Dunque, «ciò che Wittgenstein ha capito fin dall’inizio è che la scienza non ha alcuna possibilità di conoscenza e che le nostre certezze non possono superare la struttura tautologica della logica» (p. 143). Per dirla con due metafore e con un proverbio, richiamati dallo stesso Rossi, i testi di Wittgenstein vanno letti alla luce della complementarietà, in quanto sono come negativi fotografici (p. 140) o come sforzi di aprire una porta spingendola verso l’esterno, quando invece è costruita per essere aperta con il gesto opposto (p. 141); in maniera ancora più spicciola, Wittgenstein “parla a nuora perché suocera intenda” (p. 158).
I limiti del lavoro di Rossi consistono nell’usare il linguaggio filosofico all’interno del quale l’autore si è formato, per discutere la posizione di Wittgenstein.

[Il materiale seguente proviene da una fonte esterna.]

// Copyright 2026 Phillip Cloud
// Licensed under the Apache License, Version 2.0

use anyhow::{Context, Result, anyhow};
use consultas_app::{CellValue, QueryResult};
use serde_json::json;
use std::thread::{self, JoinHandle};
use std::time::Duration;
use tiny_http::{Header, Response, Server};

const IDLE_TIMEOUT: Duration = Duration::from_secs(5);

const STUDENT_NAMES: [&str; 12] = [
    "Zhang", "Shankar", "Brandt", "Chavez", "Peltier", "Levy", "Williams", "Sanchez", "Snow",
    "Brown", "Aoi", "Bourikas",
];

const DEPARTMENTS: [&str; 5] = ["Comp. Sci.", "Physics", "Elec. Eng.", "History", "Finance"];

/// `count` rows of `[id, name, department, credits]`.
pub fn student_rows(count: usize) -> Vec<Vec<CellValue>> {
    (0..count)
        .map(|index| {
            vec![
                CellValue::Text(format!("{:05}", 10_000 + index)),
                CellValue::from(STUDENT_NAMES[index % STUDENT_NAMES.len()]),
                CellValue::from(DEPARTMENTS[index % DEPARTMENTS.len()]),
                CellValue::Integer(90 + (index as i64 % 40)),
            ]
        })
        .collect()
}

pub fn student_columns() -> Vec<String> {
    ["ID", "Nombre", "Departamento", "Créditos"]
        .into_iter()
        .map(str::to_owned)
        .collect()
}

pub fn student_result(count: usize) -> QueryResult {
    match QueryResult::new(student_columns(), student_rows(count)) {
        Ok(result) => result,
        Err(error) => unreachable!("student fixture rows match columns: {error}"),
    }
}

pub fn result_body(columns: &[&str], rows: &[Vec<CellValue>]) -> String {
    json!({ "columns": columns, "rows": rows }).to_string()
}

pub fn detail_body(detail: &str) -> String {
    json!({ "detail": detail }).to_string()
}

#[derive(Debug, Clone, PartialEq, Eq)]
pub struct CannedResponse {
    pub status: u16,
    pub body: String,
    pub content_type: &'static str,
}

impl CannedResponse {
    pub fn json(status: u16, body: impl Into<String>) -> Self {
        Self {
            status,
            body: body.into(),
            content_type: "application/json",
        }
    }

    pub fn text(status: u16, body: impl Into<String>) -> Self {
        Self {
            status,
            body: body.into(),
            content_type: "text/plain",
        }
    }
}

#[derive(Debug, Clone, PartialEq, Eq)]
pub struct RecordedRequest {
    pub method: String,
    pub url: String,
    pub content_type: Option<String>,
    pub body: String,
}

/// Serves the canned responses in order, one per request, on a background
/// thread. Stops early once no request arrives for a few seconds.
pub struct MockQueryServer {
    base_url: String,
    handle: JoinHandle<Result<Vec<RecordedRequest>>>,
}

impl MockQueryServer {
    pub fn start(responses: Vec<CannedResponse>) -> Result<Self> {
        let server =
            Server::http("127.0.0.1:0").map_err(|error| anyhow!("start mock server: {error}"))?;
        let base_url = format!("http://{}", server.server_addr());

        let handle = thread::spawn(move || serve(&server, responses));
        Ok(Self { base_url, handle })
    }

    pub fn base_url(&self) -> &str {
        &self.base_url
    }

    pub fn finish(self) -> Result<Vec<RecordedRequest>> {
        self.handle
            .join()
            .map_err(|_| anyhow!("mock server thread panicked"))?
    }
}

fn serve(server: &Server, responses: Vec<CannedResponse>) -> Result<Vec<RecordedRequest>> {
    let mut recorded = Vec::new();
    for canned in responses {
        let Some(mut request) = server
            .recv_timeout(IDLE_TIMEOUT)
            .context("receive mock request")?
        else {
            break;
        };

        let mut body = String::new();
        request
            .as_reader()
            .read_to_string(&mut body)
            .context("read mock request body")?;
        let content_type = request
            .headers()
            .iter()
            .find(|header| header.field.equiv("Content-Type"))
            .map(|header| header.value.as_str().to_owned());
        recorded.push(RecordedRequest {
            method: request.method().to_string(),
            url: request.url().to_owned(),
            content_type,
            body,
        });

        let header = Header::from_bytes("Content-Type", canned.content_type)
            .map_err(|()| anyhow!("invalid content type {:?}", canned.content_type))?;
        let response = Response::from_string(canned.body)
            .with_status_code(canned.status)
            .with_header(header);
        request.respond(response).context("send mock response")?;
    }
    Ok(recorded)
}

Il rischio è quello di essere fraintesi, come quando fa riferimento all’esistenza di un mondo al di là del dicibile (p. 122) o quando ripetutamente parla di un senso fondante (pp. 5; 36; 60; 68; 151; 158). Rossi non sempre riesce ad evitare qualche scivolone, ma, per rendere le sue argomentazioni perspicue a una parte del suo pubblico, accetta questo pericolo con lucida consapevolezza, riconoscendo che «la zona incolore non può definirsi il fondamento di quella colorata (anche se spesso così l’ho definita), in quanto ciò che si dice ed è possibile dire è solo su/di questo mondo del linguaggio, – la zona colorata –, l’altra è l’oltre. Se vado a definirla come fondamento, rientro nell’insensatezza del dire, in quanto la riporto al mondo “colorato” del dicibile. Wittgenstein è così rigoroso che non cade in questo errore metafilosofico e si limita a dire quel che c’è da dire, avvertendo, tuttavia, il lettore che alla fine, ciò che si è detto, di fatto, non conta nulla in ordine ai grandi problemi della vita e che “quella scala” che ha permesso di salire sin lì, può essere gettata via» (p. 114).
Le criticità del testo, quali stimoli per ulteriori studi, consistono nella scelta di ignorare alcune recenti letture del Tractatus che valorizzano la struttura a rete del testo, puntando sulla numerazione decimale delle singole proposizioni e di prescindere dal contributo offerto da Wittgenstein alla filosofia analitica della religione. Nel primo caso Rossi avrebbe trovato significative convergenze con la propria tesi, nel secondo avrebbe avuto l’occasione di confrontarsi con un dibattito acceso e vivace al quale la sua proposta può (e potrà) contribuire in modo determinante.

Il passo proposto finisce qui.